▶ WHAT YOU SHOULD DO:
The entries below contain a stretch that opens with the line containing "pub struct TenantHandle<P>" and closes with the line containing "#[derive(Default)]"; set down that stretch exactly, both ends included, and nothing else.

▶ Stored items:

use std::collections::HashMap;
use std::fmt;
use std::sync::Arc;

use async_trait::async_trait;
use thiserror::Error;
use tokio::sync::{Mutex, OnceCell, RwLock};
use tracing::{debug, info, warn};

use super::models::tenant::normalize_slug;

/// Every tenant namespace is named `tenant_<slug>`.
pub const PARTITION_PREFIX: &str = "tenant_";

/// Errors from the partition router and its backends
#[derive(Debug, Clone, Error)]
pub enum PartitionError {
    #[error("Invalid tenant slug '{0}'")]
    InvalidSlug(String),

    #[error("DDL on partition {partition} failed: {message}")]
    Ddl { partition: String, message: String },

    #[error("Connection resources exhausted for partition {0}")]
    Exhausted(String),

    #[error("Failed to open partition {partition}: {message}")]
    Connect { partition: String, message: String },
}

impl PartitionError {
    pub fn is_retryable(&self) -> bool {
        matches!(self, PartitionError::Exhausted(_) | PartitionError::Connect { .. })
    }
}

/// Name of one tenant's isolated namespace, derived from a validated slug.
#[derive(Debug, Clone, PartialEq, Eq, Hash, PartialOrd, Ord)]
pub struct PartitionName {
    slug: String,
    name: String,
}

impl PartitionName {
    pub fn for_slug(slug: &str) -> Result<Self, PartitionError> {
        let slug = normalize_slug(slug).map_err(|_| PartitionError::InvalidSlug(slug.to_string()))?;
        let name = format!("{}{}", PARTITION_PREFIX, slug);
        Ok(Self { slug, name })
    }

    /// Reverse of [`PartitionName::for_slug`]. Returns `None` for namespaces
    /// that do not belong to a tenant.
    pub fn from_namespace(namespace: &str) -> Option<Self> {
        let slug = namespace.strip_prefix(PARTITION_PREFIX)?;
        let partition = Self::for_slug(slug).ok()?;
        (partition.name == namespace).then_some(partition)
    }

    pub fn slug(&self) -> &str {
        &self.slug
    }

    pub fn as_str(&self) -> &str {
        &self.name
    }

    /// Identifier quoted for interpolation into DDL.
    pub fn quoted(&self) -> String {
        format!("\"{}\"", self.name.replace('"', "\"\""))
    }
}

impl fmt::Display for PartitionName {
    fn fmt(&self, f: &mut fmt::Formatter<'_>) -> fmt::Result {
        f.write_str(&self.name)
    }
}

/// Storage engine operations the router needs. The PostgreSQL backend maps
/// a namespace to a schema; tests use an in-memory backend.
#[async_trait]
pub trait PartitionBackend: Send + Sync + 'static {
    type Pool: Clone + Send + Sync + 'static;

    /// Create the namespace if it is absent. Must succeed when it exists.
    async fn create_namespace(&self, partition: &PartitionName) -> Result<(), PartitionError>;

    async fn drop_namespace(&self, partition: &PartitionName) -> Result<(), PartitionError>;

    async fn namespace_exists(&self, partition: &PartitionName) -> Result<bool, PartitionError>;

    /// All namespaces carrying [`PARTITION_PREFIX`].
    async fn list_namespaces(&self) -> Result<Vec<String>, PartitionError>;

    /// Build a bounded pool whose sessions only see `partition`.
    async fn open_pool(&self, partition: &PartitionName) -> Result<Self::Pool, PartitionError>;

    async fn close_pool(&self, pool: Self::Pool);

    /// Namespace a session from `pool` currently resolves unqualified names in.
    async fn active_namespace(&self, pool: &Self::Pool) -> Result<String, PartitionError>;
}

/// Partition-scoped data access handed to business handlers.
#[derive(Debug, Clone)]
pub struct TenantHandle<P> {
    pub partition: PartitionName,
    pub pool: P,
}

/// One cache entry. A slot leaves the map exactly once, and is marked
/// `retired` when it does. `released` records that its pool was handed to
/// `close_pool`, so every pool is closed exactly once no matter which side
/// of a `get_handle`/`close` race finishes last.
struct PoolSlot<P> {
    pool: OnceCell<P>,
    state: Mutex<SlotState>,
}

#[derive(Default)]
struct SlotState {
    retired: bool,
    released: bool,
}

impl<P> PoolSlot<P> {
    fn new() -> Self {
        Self {
            pool: OnceCell::new(),
            state: Mutex::new(SlotState::default()),
        }
    }
}

/// Owns the slug → pool mapping.
///
/// Pools are built lazily, at most one live pool per slug. Callers racing on
/// a cold slug share one slot and only the first runs the constructor; the
/// map lock is never held across I/O, so different tenants never wait on
/// each other.
pub struct PartitionRouter<B: PartitionBackend> {
    backend: B,
    pools: RwLock<HashMap<String, Arc<PoolSlot<B::Pool>>>>,
    ddl_locks: Mutex<HashMap<String, Arc<Mutex<()>>>>,
}

impl<B: PartitionBackend> PartitionRouter<B> {
    pub fn new(backend: B) -> Self {
        Self {
            backend,
            pools: RwLock::new(HashMap::new()),
            ddl_locks: Mutex::new(HashMap::new()),
        }
    }

    pub fn backend(&self) -> &B {
        &self.backend
    }

    /// Handle bound to the tenant's partition, creating the pool on first use.
    ///
    /// A failed construction leaves the slug uncached so the next call
    /// retries. There is no fallback to any other pool. A pool finished
    /// after `close` retired its slot is closed here and a fresh slot is
    /// used instead.
    pub async fn get_handle(&self, slug: &str) -> Result<TenantHandle<B::Pool>, PartitionError> {
        let partition = PartitionName::for_slug(slug)?;

        loop {
            let slot = self.pool_slot(partition.slug()).await;

            let built = slot
                .pool
                .get_or_try_init(|| async {
                    let pool = self.backend.open_pool(&partition).await?;
                    info!(slug = %partition.slug(), partition = %partition, "Created tenant pool");
                    Ok::<_, PartitionError>(pool)
                })
                .await;
            let pool = match built {
                Ok(pool) => pool.clone(),
                Err(e) => {
                    self.retire(partition.slug(), &slot).await;
                    return Err(e);
                }
            };

            let stale = {
                let mut state = slot.state.lock().await;
                if !state.retired {
                    return Ok(TenantHandle { partition, pool });
                }
                !std::mem::replace(&mut state.released, true)
            };
            if stale {
                self.backend.close_pool(pool).await;
                debug!(slug = %partition.slug(), "Closed pool built for a retired slot");
            }
        }
    }

    async fn pool_slot(&self, slug: &str) -> Arc<PoolSlot<B::Pool>> {
        {
            let pools = self.pools.read().await;
            if let Some(slot) = pools.get(slug) {
                debug!(slug, "Tenant pool cache hit");
                return slot.clone();
            }
        }

        let mut pools = self.pools.write().await;
        pools
            .entry(slug.to_string())
            .or_insert_with(|| Arc::new(PoolSlot::new()))
            .clone()
    }

    /// Unmap `slot` if it is still the current one and mark it retired, so a
    /// caller still building into it closes what it builds.
    async fn retire(&self, slug: &str, slot: &Arc<PoolSlot<B::Pool>>) {
        {
            let mut pools = self.pools.write().await;
            if pools.get(slug).is_some_and(|current| Arc::ptr_eq(current, slot)) {
                pools.remove(slug);
            }
        }
        slot.state.lock().await.retired = true;
    }

    async fn ddl_lock(&self, slug: &str) -> Arc<Mutex<()>> {
        let mut locks = self.ddl_locks.lock().await;
        locks.entry(slug.to_string()).or_default().clone()
    }

    /// Forget the slug's DDL lock once no other caller holds it.
    async fn release_ddl_lock(&self, slug: &str, lock: Arc<Mutex<()>>) {
        let mut locks = self.ddl_locks.lock().await;
        // One reference in the map, one here.
        if locks.get(slug).is_some_and(|l| Arc::ptr_eq(l, &lock)) && Arc::strong_count(&lock) == 2 {
            locks.remove(slug);
        }
    }

    /// Create the tenant namespace if absent. Safe to re-run and to race.
    pub async fn create_partition(&self, slug: &str) -> Result<PartitionName, PartitionError> {
        let partition = PartitionName::for_slug(slug)?;
        let lock = self.ddl_lock(partition.slug()).await;
        let result = {
            let _guard = lock.lock().await;
            self.backend.create_namespace(&partition).await
        };
        self.release_ddl_lock(partition.slug(), lock).await;

        result?;
        info!(slug = %partition.slug(), partition = %partition, "Partition ready");
        Ok(partition)
    }

    /// Destroy the namespace and everything in it. Irreversible.
    pub async fn drop_partition(&self, slug: &str) -> Result<(), PartitionError> {
        let partition = PartitionName::for_slug(slug)?;
        self.close(partition.slug()).await;

        let lock = self.ddl_lock(partition.slug()).await;
        let result = {
            let _guard = lock.lock().await;
            self.backend.drop_namespace(&partition).await
        };
        self.release_ddl_lock(partition.slug(), lock).await;

        result?;
        warn!(slug = %partition.slug(), partition = %partition, "Partition dropped");
        Ok(())
    }

    /// Release the tenant's pooled connections. Unknown slugs are a no-op.
    ///
    /// A construction still in flight is not awaited; its caller sees the
    /// retired slot and closes the pool itself.
    pub async fn close(&self, slug: &str) {
        let Ok(partition) = PartitionName::for_slug(slug) else {
            return;
        };
        let slot = {
            let mut pools = self.pools.write().await;
            pools.remove(partition.slug())
        };
        let Some(slot) = slot else {
            return;
        };

        let pool = {
            let mut state = slot.state.lock().await;
            state.retired = true;
            match slot.pool.get() {
                Some(pool) if !state.released => {
                    state.released = true;
                    Some(pool.clone())
                }
                _ => None,
            }
        };
        if let Some(pool) = pool {
            self.backend.close_pool(pool).await;
            info!(slug = %partition.slug(), "Closed tenant pool");
        }
    }

    pub async fn partition_exists(&self, slug: &str) -> Result<bool, PartitionError> {
        let partition = PartitionName::for_slug(slug)?;
        self.backend.namespace_exists(&partition).await
    }

    pub async fn list_partitions(&self) -> Result<Vec<PartitionName>, PartitionError> {
        let mut partitions: Vec<PartitionName> = self
            .backend
            .list_namespaces()
            .await?
            .iter()
            .filter_map(|ns| PartitionName::from_namespace(ns))
            .collect();
        partitions.sort();
        Ok(partitions)
    }

    /// Slugs with a constructed pool.
    pub async fn cached_slugs(&self) -> Vec<String> {
        let pools = self.pools.read().await;
        let mut slugs: Vec<String> = pools
            .iter()
            .filter(|(_, slot)| slot.pool.initialized())
            .map(|(slug, _)| slug.clone())
            .collect();
        slugs.sort();
        slugs
    }

    pub async fn close_all(&self) {
        let slugs: Vec<String> = {
            let pools = self.pools.read().await;
            pools.keys().cloned().collect()
        };
        for slug in slugs {
            self.close(&slug).await;
        }
    }
}
// handlers/tenants/subscription.rs - POST /api/v1/tenants/:id/subscription

use std::sync::Arc;

use axum::{
    extract::{Path, State},
    Json,
};
use serde::Deserialize;

use crate::database::models::plan::PlanType;
use crate::middleware::auth::TENANTS_MANAGE;
use crate::middleware::{ApiResponse, ApiResult, SecurityContext};
use crate::services::{SubscriptionUpdate, TenantService};

#[derive(Debug, Deserialize)]
pub struct SubscriptionRequest {
    pub plan: PlanType,
    #[serde(default)]
    pub reason: Option<String>,
}

/// POST /api/v1/tenants/:id/subscription - move the tenant to another plan
///
/// Expected Input:
/// ```json
/// { "plan": "enterprise", "reason": "Upgrade after sales call" }
/// ```
///
/// Responds with the updated tenant and the history row written for it.
pub async fn tenant_subscription(
    context: SecurityContext,
    State(service): State<Arc<TenantService>>,
    Path(tenant_id): Path<i64>,
    Json(request): Json<SubscriptionRequest>,
) -> ApiResult<SubscriptionUpdate> {
    context.require_permission(TENANTS_MANAGE)?;

    let update = service
        .update_subscription(tenant_id, request.plan, request.reason, Some(context.user_id.to_string()))
        .await?;
    Ok(ApiResponse::success(update))
}
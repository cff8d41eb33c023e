use std::sync::Arc;

use chrono::{DateTime, Duration, Utc};
use rust_decimal::Decimal;
use serde::{Deserialize, Serialize};
use serde_json::json;
use tracing::{info, warn};

use super::error::TenantError;
use super::usage::{QuotaResource, ResourceUsage, UsageReport};
use crate::catalog::PlanCatalog;
use crate::database::models::ledger::{PlanChange, SubscriptionHistory, UsageEvent, UsageLog};
use crate::database::models::plan::{ModuleDefinition, PlanType, SubscriptionPlan};
use crate::database::models::principal::{default_role_templates, AdminPrincipal};
use crate::database::models::tenant::{NewTenant, Tenant, TenantProfile, TenantStatus};
use crate::database::partition::{PartitionName, PartitionProvisioner};
use crate::database::store::{
    MutationEffects, MutationOutcome, Page, PageRequest, ProvisionedTenant, StoreError, TenantFilter, TenantStore,
    TenantProvision,
};

/// Upper bound for a single usage-log read.
pub const MAX_USAGE_LOG_LIMIT: i64 = 1000;

/// Authorization granted to one request: the tenant, its partition key and
/// the module being used.
#[derive(Debug, Clone, PartialEq, Eq, Serialize, Deserialize)]
pub struct TenantScope {
    pub tenant_id: i64,
    pub slug: String,
    pub module: String,
}

#[derive(Debug, Clone, PartialEq, Serialize, Deserialize)]
pub struct SubscriptionUpdate {
    pub tenant: Tenant,
    pub history: SubscriptionHistory,
}

/// Orchestrates the tenant lifecycle over the metadata store and the
/// partition router.
///
/// Creation is two-phase: the idempotent partition DDL runs first, then
/// every row is written in one transaction. A failed transaction leaves an
/// empty partition behind; retrying with the same slug reuses it and
/// [`TenantService::find_orphan_partitions`] reports any that remain.
pub struct TenantService {
    store: Arc<dyn TenantStore>,
    partitions: Arc<dyn PartitionProvisioner>,
    catalog: Arc<PlanCatalog>,
}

▶ RESPONSE AREA:
pub struct TenantHandle<P> {
    pub partition: PartitionName,
    pub pool: P,
}

/// One cache entry. A slot leaves the map exactly once, and is marked
/// `retired` when it does. `released` records that its pool was handed to
/// `close_pool`, so every pool is closed exactly once no matter which side
/// of a `get_handle`/`close` race finishes last.
struct PoolSlot<P> {
    pool: OnceCell<P>,
    state: Mutex<SlotState>,
}

#[derive(Default)]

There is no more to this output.